Aprendí a esperar pacientemente mi turno en la única tienda que abastece a la barriada, a observar con pasión atardeceres desde el baluarte y a corretear por la carretera Alta del Puerto. Asistí, con el cuerpo en la distancia y el corazón latiendo, a la demolición de la Fábrica de Lápices. Plagada de roedores, pero que almacenaba la poca historia que subsistía.

Tazas con calor tras puertas de sencilla apertura, comilonas a la luz de la luna. Algunos no serían conscientes de la situación, pero todo saltó. Acceder a la Praza Vella se convirtió en un desafío para la limpieza del calzado, la buena suerte que muchos echan de menos en esta ciudad se apiadó de los que no pasaron bajo las grandes piedras que cayeron más de un día.

Todos pasaron a querer conocer algo más del Sarajevo ferrolano. Unos por simple curiosidad, otros necesitados de morbo en un lugar que ya suele vender demasiados titulares pésimos. Y, como tantas cosas aquí, el silencio se adueña de la realidad.

Levantamos los brazos, como pidiendo que nos registren, que no sabemos ni queremos saber. Consentimos que una feria medieval trastorne lo convencional como si no pasase nada, que las calles queden cortadas con verjas opacas y nadie tosa.

Calle Carmen Curuxeiras, en Ferrol Vello, cerrada al tr?nsito por los continuos desprendimientos (foto: Ra?l Salgado)

Calle Carmen Curuxeiras, en Ferrol Vello, cerrada al tránsito por los continuos desprendimientos (foto: Raúl Salgado)

Las sombras se apoderan de un conjunto de interés cultural, las escenas recuerdan a cualquier película de intriga del momento dorado del cine. Hierba, pájaros y humedad que no conoce límites.

Cabrearse continuamente con lo establecido, sin aportar soluciones, es demagogia.
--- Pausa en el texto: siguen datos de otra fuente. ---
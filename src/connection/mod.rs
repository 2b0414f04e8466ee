//! Resilient broker connection
//!
//! - [`state`] - lifecycle states and reconnection backoff
//! - [`keepalive`] - ping/pong deadlines on wrapping ticks
//! - [`presence`] - retained online/offline announcements and the last will
//! - [`health_monitor`] - pure reconnection decisions and health metrics
//! - [`callbacks`] - the consumer-facing [`Manager`] trait
//! - [`handle`] - cloneable publish/subscribe/deactivate handle
//! - [`manager`] - the state machine tying these together

pub mod callbacks;
pub mod handle;
pub mod health_monitor;
pub mod keepalive;
pub mod manager;
pub mod presence;
pub mod state;

pub use callbacks::Manager;
pub use handle::BusHandle;
pub use health_monitor::{HealthMetrics, HealthMonitor, ReconnectionDecision};
pub use keepalive::KeepaliveMonitor;
pub use manager::ConnectionManager;
pub use presence::{PresenceAnnouncer, StatusTopic, OFFLINE_PAYLOAD, ONLINE_PAYLOAD};
pub use state::{ConnectionState, ReconnectConfig};
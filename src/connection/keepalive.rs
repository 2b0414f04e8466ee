//! Ping/pong bookkeeping for one broker session
//!
//! A fresh [`KeepaliveMonitor`] is created on every successful connect, so
//! nothing carries over between sessions. Pings are due every `keepalive / 2`;
//! the session is considered dead once no ping acknowledgment has been seen
//! for a full `keepalive`.

use crate::clock::{duration_to_ticks, Ticks};
use std::time::Duration;

#[derive(Debug, Clone, PartialEq, Eq)]
pub struct KeepaliveMonitor {
    last_ping_sent_at: Ticks,
    last_pong_received_at: Ticks,
    ping_interval: Duration,
    pong_deadline: Duration,
}

impl KeepaliveMonitor {
    /// Start tracking with both timestamps at `now`
    pub fn new(keepalive: Duration, now: Ticks) -> Self {
        Self {
            last_ping_sent_at: now,
            last_pong_received_at: now,
            ping_interval: keepalive / 2,
            pong_deadline: keepalive,
        }
    }

    pub fn should_ping(&self, now: Ticks) -> bool {
        now.elapsed_at_least(self.last_ping_sent_at, self.ping_interval)
    }

    pub fn is_expired(&self, now: Ticks) -> bool {
        now.elapsed_at_least(self.last_pong_received_at, self.pong_deadline)
    }

    /// Pinging never touches the pong timestamp
    pub fn record_ping(&mut self, now: Ticks) {
        self.last_ping_sent_at = now;
    }

    pub fn record_pong(&mut self, now: Ticks) {
        self.last_pong_received_at = now;
    }

    /// Milliseconds since the last pong, as a signed wraparound difference
    pub fn since_last_pong(&self, now: Ticks) -> i64 {
        now.diff(self.last_pong_received_at)
    }

    pub fn last_ping_sent_at(&self) -> Ticks {
        self.last_ping_sent_at
    }

    pub fn last_pong_received_at(&self) -> Ticks {
        self.last_pong_received_at
    }

    pub fn ping_interval(&self) -> Duration {
        self.ping_interval
    }

    pub fn pong_deadline(&self) -> Duration {
        self.pong_deadline
    }

    /// Ticks until the next ping falls due (0 when already due)
    pub fn until_next_ping(&self, now: Ticks) -> u32 {
        let remaining =
            i64::from(duration_to_ticks(self.ping_interval)) - now.diff(self.last_ping_sent_at);
        remaining.max(0) as u32
    }
}

#[cfg(test)]
mod tests {
    use super::*;

    fn at(secs: u64) -> Ticks {
        Ticks(0).add(Duration::from_secs(secs))
    }

    #[test]
    fn test_intervals_derive_from_keepalive() {
        let monitor = KeepaliveMonitor::new(Duration::from_secs(60), at(0));
        assert_eq!(monitor.ping_interval(), Duration::from_secs(30));
        assert_eq!(monitor.pong_deadline(), Duration::from_secs(60));
        assert_eq!(monitor.last_ping_sent_at(), at(0));
        assert_eq!(monitor.last_pong_received_at(), at(0));
    }

    #[test]
    fn test_should_ping_at_half_keepalive() {
        let monitor = KeepaliveMonitor::new(Duration::from_secs(60), at(0));
        assert!(!monitor.should_ping(at(29)));
        assert!(monitor.should_ping(at(30)));
        assert!(monitor.should_ping(at(45)));
    }

    #[test]
    fn test_ping_resets_only_ping_timestamp() {
        let mut monitor = KeepaliveMonitor::new(Duration::from_secs(60), at(0));
        monitor.record_ping(at(30));

        assert!(!monitor.should_ping(at(59)));
        assert!(monitor.should_ping(at(60)));
        assert_eq!(monitor.last_pong_received_at(), at(0));
        assert!(monitor.is_expired(at(60)));
    }

    #[test]
    fn test_expiry_boundary() {
        let monitor = KeepaliveMonitor::new(Duration::from_secs(60), at(0));
        assert!(!monitor.is_expired(Ticks(at(60).0 - 1)));
        assert!(monitor.is_expired(at(60)));
        assert!(monitor.is_expired(at(61)));
    }

    #[test]
    fn test_pong_extends_deadline() {
        let mut monitor = KeepaliveMonitor::new(Duration::from_secs(60), at(0));
        monitor.record_pong(at(31));
        assert!(!monitor.is_expired(at(61)));
        assert!(monitor.is_expired(at(91)));
        assert_eq!(monitor.since_last_pong(at(61)), 30_000);
    }

    #[test]
    fn test_deadlines_hold_across_counter_wrap() {
        let start = Ticks(u32::MAX - 2_000);
        let mut monitor = KeepaliveMonitor::new(Duration::from_secs(10), start);

        let later = start.add(Duration::from_secs(5));
        assert!(later.0 < start.0, "counter should have wrapped");
        assert!(monitor.should_ping(later));
        assert!(!monitor.is_expired(later));

        monitor.record_ping(later);
        assert!(monitor.is_expired(start.add(Duration::from_secs(10))));
    }

    #[test]
    fn test_until_next_ping() {
        let monitor = KeepaliveMonitor::new(Duration::from_secs(60), at(0));
        assert_eq!(monitor.until_next_ping(at(10)), 20_000);
        assert_eq!(monitor.until_next_ping(at(30)), 0);
        assert_eq!(monitor.until_next_ping(at(40)), 0);
    }
}
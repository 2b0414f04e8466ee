//! Monotonic millisecond ticks with wraparound-tolerant arithmetic
//!
//! Long-running devices keep a free-running millisecond counter that wraps.
//! Timestamps are therefore stored as [`Ticks`] (a wrapping `u32`) and compared
//! only through [`Ticks::diff`], which interprets the wrapping difference as a
//! signed value. This stays correct across a wrap as long as the two samples
//! are less than 2^31 ms (about 24.8 days) apart.

use std::sync::atomic::{AtomicU32, Ordering};
use std::sync::Arc;
use std::time::{Duration, Instant};

/// A sample of a wrapping millisecond counter
#[derive(Debug, Clone, Copy, PartialEq, Eq, Hash, Default)]
pub struct Ticks(pub u32);

impl Ticks {
    /// Signed difference `self - earlier` over the 2^32 modulus (pure function)
    pub fn diff(self, earlier: Ticks) -> i64 {
        i64::from(self.0.wrapping_sub(earlier.0) as i32)
    }

    /// Ticks advanced by `duration`, wrapping at the counter width (pure function)
    pub fn add(self, duration: Duration) -> Ticks {
        Ticks(self.0.wrapping_add(duration_to_ticks(duration)))
    }

    /// Whether at least `interval` has elapsed between `earlier` and `self`
    pub fn elapsed_at_least(self, earlier: Ticks, interval: Duration) -> bool {
        self.diff(earlier) >= i64::from(duration_to_ticks(interval))
    }
}

/// Convert a duration to whole milliseconds, truncated to the counter width
pub fn duration_to_ticks(duration: Duration) -> u32 {
    duration.as_millis() as u32
}

/// Source of monotonic ticks
pub trait Clock: Send + Sync {
    fn now(&self) -> Ticks;
}

/// Clock backed by [`Instant`], truncated to a wrapping `u32` counter
#[derive(Debug, Clone)]
pub struct MonotonicClock {
    origin: Instant,
    offset: u32,
}

impl MonotonicClock {
    pub fn new() -> Self {
        Self {
            origin: Instant::now(),
            offset: 0,
        }
    }

    /// Start the counter at `start` instead of zero
    pub fn starting_at(start: Ticks) -> Self {
        Self {
            origin: Instant::now(),
            offset: start.0,
        }
    }
}

impl Default for MonotonicClock {
    fn default() -> Self {
        Self::new()
    }
}

impl Clock for MonotonicClock {
    fn now(&self) -> Ticks {
        Ticks(
            self.offset
                .wrapping_add(duration_to_ticks(self.origin.elapsed())),
        )
    }
}

/// Manually driven clock; clones share the same counter
#[derive(Debug, Clone, Default)]
pub struct ManualClock {
    ticks: Arc<AtomicU32>,
}

impl ManualClock {
    pub fn new() -> Self {
        Self::default()
    }

    pub fn starting_at(start: Ticks) -> Self {
        Self {
            ticks: Arc::new(AtomicU32::new(start.0)),
        }
    }

    pub fn set(&self, ticks: Ticks) {
        self.ticks.store(ticks.0, Ordering::SeqCst);
    }

    pub fn advance(&self, duration: Duration) {
        let step = duration_to_ticks(duration);
        // fetch_add wraps on overflow, which is the behavior we want
        self.ticks.fetch_add(step, Ordering::SeqCst);
    }
}

impl Clock for ManualClock {
    fn now(&self) -> Ticks {
        Ticks(self.ticks.load(Ordering::SeqCst))
    }
}

#[cfg(test)]
mod tests {
    use super::*;

    #[test]
    fn test_diff_without_wrap() {
        assert_eq!(Ticks(1_500).diff(Ticks(1_000)), 500);
        assert_eq!(Ticks(1_000).diff(Ticks(1_500)), -500);
        assert_eq!(Ticks(42).diff(Ticks(42)), 0);
    }

    #[test]
    fn test_diff_across_wrap() {
        let before = Ticks(u32::MAX - 99);
        let after = before.add(Duration::from_millis(250));
        assert_eq!(after, Ticks(150));
        assert_eq!(after.diff(before), 250);
        assert_eq!(before.diff(after), -250);
    }

    #[test]
    fn test_elapsed_at_least_boundary() {
        let start = Ticks(u32::MAX - 10);
        let interval = Duration::from_millis(30_000);
        assert!(!start.add(Duration::from_millis(29_999)).elapsed_at_least(start, interval));
        assert!(start.add(interval).elapsed_at_least(start, interval));
    }

    #[test]
    fn test_manual_clock_clones_share_counter() {
        let clock = ManualClock::new();
        let shared = clock.clone();
        clock.advance(Duration::from_secs(2));
        assert_eq!(shared.now(), Ticks(2_000));

        shared.set(Ticks(u32::MAX));
        clock.advance(Duration::from_millis(1));
        assert_eq!(clock.now(), Ticks(0));
    }

    #[test]
    fn test_monotonic_clock_offset() {
        let clock = MonotonicClock::starting_at(Ticks(u32::MAX - 5));
        let first = clock.now();
        std::thread::sleep(Duration::from_millis(20));
        let second = clock.now();
        assert!(second.diff(first) >= 20);
    }
}
//! Testing utilities and mock implementations
//!
//! Lets the connection manager run against scripted collaborators, without a
//! broker or wall-clock time.

pub mod mocks;

pub use mocks::*;

use crate::connection::{PresenceAnnouncer, StatusTopic};
use crate::transport::{ConnectRequest, Credentials, TlsMode};
use std::time::Duration;

/// A plain-TCP connect request for `test/agents/test-agent`
pub fn sample_connect_request() -> ConnectRequest {
    let presence = PresenceAnnouncer::new(StatusTopic::new("test/", "test-agent"));
    ConnectRequest {
        host: "localhost".to_string(),
        port: 1883,
        client_id: "test-agent".to_string(),
        credentials: Credentials {
            user: "test-agent".to_string(),
            password: "secret".to_string(),
        },
        tls: TlsMode::None,
        keepalive: Duration::from_secs(60),
        clean_session: false,
        last_will: presence.last_will(),
    }
}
Lamentarse tarde tras tarde no conduce absolutamente a nada.

Generalmente, los padres de la patria que solo se dedican a criticar nos llevarían a un caos todavía mayor si recibiesen el bastón de mando. Los que ya están al tema, que trabajen. Nada de abrir la puerta a los que proponen ideas bañadas en formol pero se enfadan porque nos atraiga lo nuevo. Simplemente, corremos el riesgo de ser una más. De no alumbrar más genios.

Que no nazca aquí el nuevo Torrente Ballester, que los pensadores avanzados no correteen por las calles doblegadas por los baches. Que, otra vez, no tengamos la valentía suficiente como para enseñar al mundo con orgullo de dónde venimos. Pero, claro, quizás tampoco sepamos a dónde queremos llevar a esta ciudad.